Like, just always online.
Like, knowing, the disconnect's not there
and like, it's, dude, it's so easy
to just get sucked into it. You did good, delete
TikTok. Yeah, deleted TikTok.
I've had it deleted for like months now.
And people bring shit up and I'm like,
dude, I haven't seen that and they're like, dude, you're so
disconnected from the world. And I'm like, exactly.
That's what I want.
I want to be disconnected because I've been plugged in.
Because I feel like,
Like I've been, it's like since this, I've been scrolling.
Like there was a while, like I don't even really use Twitter anymore.
But like since this, I've been using it.
And it's just the, like I even wake up this morning.
I scroll.
And it's just knowing certain people exist really fucks me up.
Like just seeing what they say and it's like, fuck, people like this do exist.
And it's fuck.
It just gives me.
This makes me like little bit like shit.
Then I'm like, I need a kid off this.
Even I'm guilty of it.
Like I still wake up and scroll Twitter for like 15 minutes.
that's before I do anything.
And I'm trying to break that habit as well.
So I get,
because I want to get up,
like do my morning routine,
eat my breakfast,
and then like get on stream and stop like,
you know what I'm saying?
Just like wasting time.
But Twitter,
like Twitter's,
right now Twitter is in the perfect spot
to get the fuck away from it
because it's so trash.
Twitter used to be,
I'm never on it.
Twitter used to be gourd.
Like what a fucking app, man.
Now,
now it's just,
it's a different fucking,
like I didn't want to believe.
I thought that Papa Musk knew
what the fuck he was going to be
It needs some regulation.
He got killed.
It's all just,
it's not a good app anymore.
It's all knockers.
There's no knockers on mine.
Beyond knockers.
I mean, street fights,
I see street fights.
Street fights, tragedies, knockers.
But even that, like, someone will tweet something and it'll like pop off and I'll go to look at knockers on there.
And I'll go to look at the responses.
I don't need to see it to know you got knockers on there.
Literally, I'll scroll right now.
If we see knockers, I'll give you $100.
Oh, no.
You gotta look at the replies.
There's gonna be knockers.
No, just scrolling though, right?
Yeah, yeah, right here.
The knockers are all hidden, though.
Like, you gotta click on, because people,
you used to click on tweets to, like, read the replies.

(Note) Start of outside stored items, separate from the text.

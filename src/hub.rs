//! The `Hub` façade: pairs subscriber adapters with topic patterns over the
//! shared C-trie matcher, and fans out published messages to them.

use std::sync::Arc;

use dashmap::DashMap;
use tracing::{debug, warn};

use crate::message::{Fields, Message};
use crate::subscriber::{Adapter, BlockingSubscriber, NonBlockingSubscriber};
use crate::trie::{split_topic, Matcher, SubscriberId};

/// The topic an overflowing non-blocking subscriber's drop alert is
/// published on. Fields: `missed` (int), `topic` (string list, every
/// pattern the overflowing subscription was registered under).
pub const LOST_MESSAGES_TOPIC: &str = "hub.subscription.messageslost";

/// A handle returned by `subscribe`/`non_blocking_subscribe`, opaque to
/// callers beyond passing it back to `unsubscribe`.
#[derive(Clone, Debug)]
pub struct Subscription {
    inner: crate::trie::Subscription,
}

struct Shared {
    matcher: Matcher,
    subscribers: DashMap<SubscriberId, Arc<dyn Adapter>>,
}

/// An in-process publish/subscribe hub.
///
/// Cloning a `Hub` is cheap (two `Arc` bumps) and yields a handle to the
/// same underlying matcher and subscriber registry — this is how
/// [`Hub::with`] hands a child hub its own context while still routing
/// through the parent's trie.
#[derive(Clone)]
pub struct Hub {
    shared: Arc<Shared>,
    context: Arc<Fields>,
}

impl Hub {
    pub fn new() -> Self {
        Self {
            shared: Arc::new(Shared {
                matcher: Matcher::new(),
                subscribers: DashMap::new(),
            }),
            context: Arc::new(Fields::new()),
        }
    }

    /// Looks up `message.topic()` in the matcher and delivers to every
    /// matched subscriber, in arbitrary order. If this hub carries context
    /// fields, they are merged in first — on key collision the context
    /// wins (resolves a direction `hub.go`'s own callers disagreed on; see
    /// the worked scenario this crate's docs cite).
    pub fn publish(&self, message: Message) {
        let message = self.apply_context(message);
        let segments = split_topic(&message.name);
        let targets = self.shared.matcher.lookup(&segments);

        debug!(topic = %message.name, subscribers = targets.len(), "publish");

        for id in targets {
            if let Some(adapter) = self.shared.subscribers.get(&id) {
                adapter.deliver(message.clone());
            }
        }
    }

    fn apply_context(&self, mut message: Message) -> Message {
        if self.context.is_empty() {
            return message;
        }
        for (k, v) in self.context.iter() {
            message.fields.insert(k.clone(), v.clone());
        }
        message
    }

    /// Registers a blocking buffered subscriber for every pattern in
    /// `patterns` and returns a single handle plus its receive end.
    /// `capacity < 0` is coerced to 0 (rendezvous).
    pub fn subscribe(&self, patterns: &[&str], capacity: i64) -> (Subscription, crossbeam_channel::Receiver<Message>) {
        let id = SubscriberId::new();
        let (adapter, rx) = BlockingSubscriber::new(capacity);
        self.shared.subscribers.insert(id, Arc::new(adapter));
        let owned: Vec<String> = patterns.iter().map(|p| p.to_string()).collect();
        let inner = self.shared.matcher.subscribe(&owned, id);
        (Subscription { inner }, rx)
    }

    /// Registers a non-blocking lossy subscriber for every pattern in
    /// `patterns`. On overflow it drops the incoming message and publishes
    /// [`LOST_MESSAGES_TOPIC`] through this same hub (so the alert carries
    /// this hub's context too), with `topic` carrying every pattern this
    /// subscriber was registered under. `capacity <= 0` is coerced to a
    /// default of 10.
    pub fn non_blocking_subscribe(
        &self,
        patterns: &[&str],
        capacity: i64,
    ) -> (Subscription, crossbeam_channel::Receiver<Message>) {
        let id = SubscriberId::new();
        let alerting_hub = self.clone();
        let owned: Vec<String> = patterns.iter().map(|p| p.to_string()).collect();
        let patterns_for_alert = owned.clone();

        let (adapter, rx) = NonBlockingSubscriber::new(
            capacity,
            Arc::new(move |missed| {
                warn!(topics = ?patterns_for_alert, missed, "subscriber buffer full, dropping message");
                alerting_hub.publish(
                    Message::new(LOST_MESSAGES_TOPIC)
                        .with_field("missed", missed as i64)
                        .with_field("topic", patterns_for_alert.clone()),
                );
            }),
        );

        self.shared.subscribers.insert(id, Arc::new(adapter));
        let inner = self.shared.matcher.subscribe(&owned, id);
        (Subscription { inner }, rx)
    }

    /// Removes and closes `subscription`. A subscription already removed
    /// (e.g. by a prior `close`) is a silent no-op.
    pub fn unsubscribe(&self, subscription: &Subscription) {
        self.shared.matcher.unsubscribe(&subscription.inner);
        if let Some((_, adapter)) = self.shared.subscribers.remove(&subscription.inner.sub) {
            adapter.close();
        }
    }

    /// Produces a child hub sharing this hub's matcher and subscriber
    /// registry but owning its own immutable merged context:
    /// `child.context = self.context ⊕ fields` (right operand wins
    /// per-key). Mutating one hub's context is impossible by construction
    /// (`Fields` here is captured behind an `Arc` and never mutated in
    /// place), so no change to either is ever visible through the other.
    pub fn with(&self, fields: Fields) -> Self {
        let mut merged = (*self.context).clone();
        for (k, v) in fields {
            merged.insert(k, v);
        }
        Self {
            shared: self.shared.clone(),
            context: Arc::new(merged),
        }
    }

    /// Unsubscribes and closes every subscription currently registered.
    /// Shared by every hub derived from the same root via [`Hub::with`];
    /// callers should only call this on the root hub.
    pub fn close(&self) {
        for sub in self.shared.matcher.subscriptions() {
            self.shared.matcher.unsubscribe(&sub);
            if let Some((_, adapter)) = self.shared.subscribers.remove(&sub.sub) {
                adapter.close();
            }
        }
    }
}

impl Default for Hub {
    fn default() -> Self {
        Self::new()
    }
}
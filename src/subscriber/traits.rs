//! The adapter seam between the matcher (which only knows
//! [`crate::trie::SubscriberId`]) and the two concrete delivery strategies.

use crate::message::Message;

/// Receives published messages and forwards them to a subscriber in its own
/// way — blocking rendezvous, or a lossy bounded queue.
///
/// Mirrors `subscriber.go`'s `Subscriber` interface (`Set` + `Next`), minus
/// `Next`: here the receive half is a plain `crossbeam_channel::Receiver`
/// handed back from `Subscribe`, so callers use it directly instead of
/// going through a trait method.
pub trait Adapter: Send + Sync {
    /// Hands `message` to the subscriber. Never blocks indefinitely on a
    /// slow or absent reader for the non-blocking adapter; may block for
    /// the blocking adapter, per its own contract.
    fn deliver(&self, message: Message);

    /// Idempotent. Ends the receive stream; further `deliver` calls are
    /// silent no-ops (or, for the non-blocking adapter, alert-and-drop).
    fn close(&self);
}
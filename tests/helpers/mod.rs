use std::time::{Duration, Instant};

// ==========================================
// BENCHMARK UTILITY
// ==========================================

pub struct Benchmark {
    pub name: String,
    pub start: Instant,
    pub count: usize,
    pub samples: Vec<Duration>,
}

impl Benchmark {
    pub fn start(name: &str, count: usize) -> Self {
        Self {
            name: name.to_string(),
            start: Instant::now(),
            count,
            samples: Vec::with_capacity(count),
        }
    }

    pub fn record(&mut self, duration: Duration) {
        self.samples.push(duration);
    }

    pub fn stop(mut self) {
        let total_duration = self.start.elapsed();
        let secs = total_duration.as_secs_f64();
        let ops_sec = self.count as f64 / secs;

        self.samples.sort();
        let len = self.samples.len();

        let p50 = self.samples.get(len * 50 / 100).unwrap_or(&Duration::ZERO).as_micros();
        let p95 = self.samples.get(len * 95 / 100).unwrap_or(&Duration::ZERO).as_micros();
        let p99 = self.samples.get(len * 99 / 100).unwrap_or(&Duration::ZERO).as_micros();
        let max = self.samples.last().unwrap_or(&Duration::ZERO).as_micros();
        let avg = if len > 0 { self.samples.iter().sum::<Duration>().as_micros() as u64 / len as u64 } else { 0 };

        println!("\n📊 {}", self.name);
        println!("   Throughput:  {:.0} ops/sec", ops_sec);
        println!("   Total Time:  {:.2?}", total_duration);
        println!("   Latency:     Avg: {}µs | p50: {}µs | p95: {}µs | p99: {}µs | Max: {}µs",
            avg, p50, p95, p99, max);
        println!("   Count:       {}\n", self.count);
    }
}
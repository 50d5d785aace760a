//! I-node and main-node states.
//!
//! An I-node is the C-trie's single mutation point: one atomic reference to
//! an immutable main node, swapped by CAS. This mirrors
//! `matching_cstrie.go`'s `iNode`/`mainNode` (`sync/atomic` +
//! `unsafe.Pointer`), with `arc_swap::ArcSwap` standing in for the raw
//! atomic pointer so no `unsafe` is needed to get the same "swap a pointer
//! to an immutable value, retry on lost race" primitive.

use std::sync::Arc;

use arc_swap::ArcSwap;

use super::cnode::CNode;

/// A main node is either a branching C-node or a tombstone.
pub(crate) enum MainNode {
    CNode(Arc<CNode>),
    TNode,
}

/// An indirection node: the only mutable point in the trie.
pub(crate) struct INode {
    main: ArcSwap<MainNode>,
}

impl INode {
    pub(crate) fn new(main: MainNode) -> Self {
        Self {
            main: ArcSwap::new(Arc::new(main)),
        }
    }

    pub(crate) fn new_cnode(cnode: CNode) -> Self {
        Self::new(MainNode::CNode(Arc::new(cnode)))
    }

    /// Linearization point for every read: the current main node.
    pub(crate) fn load(&self) -> Arc<MainNode> {
        self.main.load_full()
    }

    /// Linearization point for every write: CAS the main node.
    ///
    /// Returns `true` iff `current` was still installed (i.e. no concurrent
    /// writer raced ahead of us), in which case `new` is now installed.
    pub(crate) fn cas(&self, current: &Arc<MainNode>, new: Arc<MainNode>) -> bool {
        let prev = self.main.compare_and_swap(current, new);
        Arc::ptr_eq(&prev, current)
    }
}
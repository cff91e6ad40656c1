//! Error types for the deployment pipeline.

use std::path::PathBuf;
use std::time::Duration;

use thiserror::Error;

use crate::models::job::{JobId, JobState};

/// Failure of an external command run through the process runner.
#[derive(Debug, Error)]
pub enum ProcessError {
    /// The program could not be started at all.
    #[error("failed to spawn {program}: {source}")]
    Spawn {
        program: String,
        #[source]
        source: std::io::Error,
    },

    /// The program ran and exited non-zero.
    #[error("{program} exited with {}: {stderr}", code.map_or_else(|| "signal".to_string(), |c| format!("code {c}")))]
    Failed {
        program: String,
        code: Option<i32>,
        stderr: String,
    },

    /// The program exceeded its deadline and was killed.
    #[error("{program} timed out after {limit:?}")]
    TimedOut { program: String, limit: Duration },
}

/// Which external step of a containerized build failed.
#[derive(Debug, Clone, Copy, PartialEq, Eq)]
pub enum BuildStep {
    Image,
    CreateContainer,
    CopyArtifacts,
    RemoveContainer,
}

impl std::fmt::Display for BuildStep {
    fn fmt(&self, f: &mut std::fmt::Formatter<'_>) -> std::fmt::Result {
        match self {
            Self::Image => write!(f, "image build"),
            Self::CreateContainer => write!(f, "container create"),
            Self::CopyArtifacts => write!(f, "artifact copy"),
            Self::RemoveContainer => write!(f, "container remove"),
        }
    }
}

#[derive(Debug, Error)]
pub enum BuildError {
    /// The build descriptor could not be written into the workspace.
    #[error("failed to write build descriptor {path}: {source}")]
    Descriptor {
        path: PathBuf,
        #[source]
        source: std::io::Error,
    },

    #[error("{step} failed: {source}")]
    Step {
        step: BuildStep,
        #[source]
        source: ProcessError,
    },

    /// The build reported success but left no artifact directory behind.
    #[error("artifact directory not found: {0}")]
    MissingArtifacts(PathBuf),

    #[error("artifact directory contains no files: {0}")]
    EmptyArtifacts(PathBuf),
}

#[derive(Debug, Error)]
pub enum UploadError {
    /// Walking the artifact tree failed.
    #[error("failed to scan {path}: {source}")]
    Scan {
        path: PathBuf,
        #[source]
        source: walkdir::Error,
    },

    /// The blocking scan task panicked or was cancelled.
    #[error("scan of {path} did not complete: {message}")]
    ScanAborted { path: PathBuf, message: String },

    #[error("failed to read {path}: {source}")]
    Read {
        path: PathBuf,
        #[source]
        source: std::io::Error,
    },

    #[error("failed to upload {key} to bucket {bucket}: {source}")]
    Put {
        key: String,
        bucket: String,
        #[source]
        source: object_store::Error,
    },
}

/// Non-fatal failure while releasing a job's host resources.
#[derive(Debug, Error)]
pub enum CleanupError {
    #[error("failed to remove workspace {path}: {message}")]
    Workspace { path: PathBuf, message: String },

    #[error("failed to remove image {image}: {source}")]
    Image {
        image: String,
        #[source]
        source: ProcessError,
    },
}

/// Errors that abort a deployment pipeline.
#[derive(Debug, Error)]
pub enum DeployError {
    #[error("failed to prepare workspace: {0}")]
    Workspace(#[from] std::io::Error),

    #[error("failed to clone {url}: {source}")]
    Clone {
        url: String,
        #[source]
        source: ProcessError,
    },

    #[error("build failed: {0}")]
    Build(#[from] BuildError),

    #[error("upload failed: {0}")]
    Upload(#[from] UploadError),

    #[error("pipeline timed out after {limit:?}")]
    TimedOut { limit: Duration },

    #[error("internal error: {0}")]
    Internal(String),
}

/// A failed deployment, with the stage it failed in.
#[derive(Debug, Error)]
#[error("deployment {job_id} failed while {stage}: {error}")]
pub struct DeployFailure {
    pub job_id: JobId,
    pub stage: JobState,
    #[source]
    pub error: DeployError,
}

pub type DeployResult<T> = Result<T, DeployError>;
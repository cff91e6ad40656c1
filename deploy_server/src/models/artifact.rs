//! deploy.artifact: A build output file destined for object storage.

use std::path::{Component, Path, PathBuf};

/// Fallback content type for extensions with no known mapping.
pub const DEFAULT_CONTENT_TYPE: &str = "application/octet-stream";

#[derive(Debug, Clone, PartialEq, Eq)]
pub struct ArtifactFile {
    /// Absolute path on the host.
    pub source_path: PathBuf,
    /// Path relative to the artifact root, `/`-separated.
    pub relative_path: String,
    pub content_type: String,
}

impl ArtifactFile {
    /// Describe `path`, which must live under `root`.
    pub fn new(root: &Path, path: &Path) -> Option<Self> {
        let relative = path.strip_prefix(root).ok()?;
        let relative_path = relative
            .components()
            .filter_map(|c| match c {
                Component::Normal(part) => Some(part.to_string_lossy().into_owned()),
                _ => None,
            })
            .collect::<Vec<_>>()
            .join("/");
        if relative_path.is_empty() {
            return None;
        }

        Some(Self {
            source_path: path.to_path_buf(),
            content_type: content_type_for(path),
            relative_path,
        })
    }

    /// Object key under the job's storage prefix.
    pub fn storage_key(&self, prefix: &str) -> String {
        format!("{prefix}/{}", self.relative_path)
    }
}

/// Infer a content type from the file extension.
pub fn content_type_for(path: &Path) -> String {
    mime_guess::from_path(path)
        .first_raw()
        .unwrap_or(DEFAULT_CONTENT_TYPE)
        .to_string()
}
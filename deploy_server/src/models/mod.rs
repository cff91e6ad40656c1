//! Deployment data models: ephemeral, one set per request.

pub mod artifact;
pub mod job;
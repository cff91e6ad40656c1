//! Workspace removal with an elevated fallback.

use std::ffi::{OsStr, OsString};
use std::path::Path;

use async_trait::async_trait;

use crate::error::CleanupError;
use crate::services::process::CommandRunner;

/// Releases a job workspace from the host.
#[async_trait]
pub trait WorkspaceRemover: Send + Sync {
    /// Remove `path` recursively. A path that does not exist is already clean.
    async fn remove_workspace(&self, path: &Path) -> Result<(), CleanupError>;
}

/// Removes job workspaces, retrying once through an elevated command when
/// the build left files the service user cannot delete.
#[derive(Debug, Clone)]
pub struct WorkspaceCleaner {
    runner: CommandRunner,
    elevated_program: String,
    elevated_args: Vec<OsString>,
}

impl WorkspaceCleaner {
    pub fn new(runner: CommandRunner) -> Self {
        Self {
            runner,
            elevated_program: "sudo".to_string(),
            elevated_args: ["-n", "rm", "-rf", "--"].map(OsString::from).to_vec(),
        }
    }

    /// Replace the elevated removal command; the path is appended last.
    pub fn with_elevated_command<I, S>(mut self, program: impl Into<String>, args: I) -> Self
    where
        I: IntoIterator<Item = S>,
        S: AsRef<OsStr>,
    {
        self.elevated_program = program.into();
        self.elevated_args = args.into_iter().map(|a| a.as_ref().to_os_string()).collect();
        self
    }
}

#[async_trait]
impl WorkspaceRemover for WorkspaceCleaner {
    async fn remove_workspace(&self, path: &Path) -> Result<(), CleanupError> {
        let first = match tokio::fs::remove_dir_all(path).await {
            Ok(()) => return Ok(()),
            Err(e) if e.kind() == std::io::ErrorKind::NotFound => return Ok(()),
            Err(e) => e,
        };

        tracing::warn!(path = %path.display(), "Workspace removal failed ({first}), retrying elevated");

        let mut args = self.elevated_args.clone();
        args.push(path.as_os_str().to_os_string());
        self.runner
            .run(&self.elevated_program, args)
            .await
            .map_err(|e| CleanupError::Workspace {
                path: path.to_path_buf(),
                message: format!("{first}; elevated removal failed: {e}"),
            })?;

        Ok(())
    }
}
//! Object storage backends for published artifacts.
//!
//! Supports S3 (and S3-compatible endpoints) in production and any
//! `object_store` implementation, such as `InMemory`, in tests.

use std::sync::Arc;

use async_trait::async_trait;
use bytes::Bytes;
use object_store::aws::AmazonS3Builder;
use object_store::path::Path as ObjectPath;
use object_store::{
    Attribute, Attributes, MultipartUpload, ObjectStore, PutMultipartOpts, PutOptions, PutPayload,
};

use crate::config::DeployConfig;

/// Write side of a bucket.
#[async_trait]
pub trait ObjectStorage: Send + Sync {
    /// Store `body` under `key` with the given content type.
    async fn put_object(
        &self,
        key: &str,
        body: Bytes,
        content_type: &str,
    ) -> Result<(), object_store::Error>;

    /// Start a multipart upload to `key` with the given content type.
    ///
    /// Backends that cannot stream leave the default, which refuses.
    async fn put_multipart(
        &self,
        _key: &str,
        _content_type: &str,
    ) -> Result<Box<dyn MultipartUpload>, object_store::Error> {
        Err(object_store::Error::NotImplemented)
    }
}

fn content_type_attributes(content_type: &str) -> Attributes {
    let mut attributes = Attributes::new();
    attributes.insert(Attribute::ContentType, content_type.to_string().into());
    attributes
}

/// [`ObjectStorage`] over an `object_store` backend.
#[derive(Debug, Clone)]
pub struct ObjectStoreBackend {
    store: Arc<dyn ObjectStore>,
}

impl ObjectStoreBackend {
    /// S3 client for the configured bucket.
    pub fn s3(config: &DeployConfig) -> Result<Self, object_store::Error> {
        let mut builder = AmazonS3Builder::new()
            .with_bucket_name(&config.bucket)
            .with_access_key_id(&config.aws_access_key_id)
            .with_secret_access_key(&config.aws_secret_access_key);
        if !config.aws_region.is_empty() {
            builder = builder.with_region(&config.aws_region);
        }
        if let Some(endpoint) = &config.s3_endpoint {
            builder = builder
                .with_endpoint(endpoint)
                .with_allow_http(endpoint.starts_with("http://"));
        }
        let store = builder.build()?;

        tracing::info!(
            bucket = %config.bucket,
            region = %config.aws_region,
            endpoint = config.s3_endpoint.as_deref().unwrap_or("aws"),
            "S3 client created"
        );

        Ok(Self {
            store: Arc::new(store),
        })
    }

    /// Wrap a pre-configured object store.
    pub fn with_store(store: Arc<dyn ObjectStore>) -> Self {
        Self { store }
    }
}

#[async_trait]
impl ObjectStorage for ObjectStoreBackend {
    async fn put_object(
        &self,
        key: &str,
        body: Bytes,
        content_type: &str,
    ) -> Result<(), object_store::Error> {
        let opts = PutOptions {
            attributes: content_type_attributes(content_type),
            ..Default::default()
        };

        self.store
            .put_opts(&ObjectPath::from(key), PutPayload::from(body), opts)
            .await?;
        Ok(())
    }

    async fn put_multipart(
        &self,
        key: &str,
        content_type: &str,
    ) -> Result<Box<dyn MultipartUpload>, object_store::Error> {
        let opts = PutMultipartOpts {
            attributes: content_type_attributes(content_type),
            ..Default::default()
        };
        self.store
            .put_multipart_opts(&ObjectPath::from(key), opts)
            .await
    }
}

/// Storage that rejects every write.
///
/// Stands in when the S3 client cannot be built from the environment, so a
/// missing bucket or credential surfaces per deployment instead of at
/// startup.
#[derive(Debug, Clone)]
pub struct UnconfiguredStorage {
    reason: String,
}

impl UnconfiguredStorage {
    pub fn new(reason: impl Into<String>) -> Self {
        Self {
            reason: reason.into(),
        }
    }

    fn refusal(&self) -> object_store::Error {
        object_store::Error::Generic {
            store: "unconfigured",
            source: self.reason.clone().into(),
        }
    }
}

#[async_trait]
impl ObjectStorage for UnconfiguredStorage {
    async fn put_object(
        &self,
        _key: &str,
        _body: Bytes,
        _content_type: &str,
    ) -> Result<(), object_store::Error> {
        Err(self.refusal())
    }

    async fn put_multipart(
        &self,
        _key: &str,
        _content_type: &str,
    ) -> Result<Box<dyn MultipartUpload>, object_store::Error> {
        Err(self.refusal())
    }
}
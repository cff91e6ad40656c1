//! Prometheus metrics for deployment pipeline observability.

use metrics::{counter, histogram};

/// Initialize metrics exporter (Prometheus).
pub fn init_metrics() {
    let builder = metrics_exporter_prometheus::PrometheusBuilder::new();
    if let Err(e) = builder.install() {
        tracing::warn!("Failed to install Prometheus exporter: {}", e);
    }
}

/// Record a deploy request received over HTTP.
pub fn deploy_requested() {
    counter!("deploy_requests_total").increment(1);
}

/// Record a job entering a pipeline stage.
pub fn stage_entered(stage: &'static str) {
    counter!("deploy_stage_transitions_total", "stage" => stage).increment(1);
}

/// Record a finished job.
pub fn job_finished(status: &'static str, duration_ms: u64) {
    counter!("deploy_jobs_total", "status" => status).increment(1);
    histogram!("deploy_duration_ms", "status" => status).record(duration_ms as f64);
}

/// Record uploaded artifact files.
pub fn files_uploaded(count: usize) {
    counter!("deploy_uploaded_files_total").increment(count as u64);
}

/// Record a host resource that could not be released.
pub fn cleanup_failed(resource: &'static str) {
    counter!("deploy_cleanup_failures_total", "resource" => resource).increment(1);
}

Like, people would say funny shit,
and it was like, it'd be funny to, like, scroll Twitter.
What's going on here?
What is it?
That's a girl without pants on getting her ass cheeks touched.
That's 100 there, buddy.
Those are, that's butt cheeks right there.
Give it back?
I saw myself.
Let me see.
I want to see how I...
You've seen it, right?
They little, but they cheats.
All right.
Let the record show, Your Honor.
Scump is right.
These are butcheeks.
They are not considered knockers, though.
Ooh, he's got a point.
Not only do I have a point, but the point...
You know what I meant, but I'll let you out of that hundred.
The point in all this is that, like, Twitter is not what it used to be.
I'm sad about it.
I don't even...
I was depressing to go on it.
Some of the best shit on Twitter was reading, like, the replies to, like, I don't know.
You just see, like...
No, it's not.
Because now they just...
famous people tweet, you read the replies, they're funny.
Now you click on a popular tweet, all the replies, like, link in bio, porn.
They're just right.
It's just straight ads and spam.
You know what annoys me about Instagram right now is that, like, it's so bad.
I don't even want to be a part of it.
Like, I literally, like, I'm just imagining, like, these legions of fucking teenagers that are now finally on fucking Twitter,
and they're just fucking spewing the lamest fucking shit.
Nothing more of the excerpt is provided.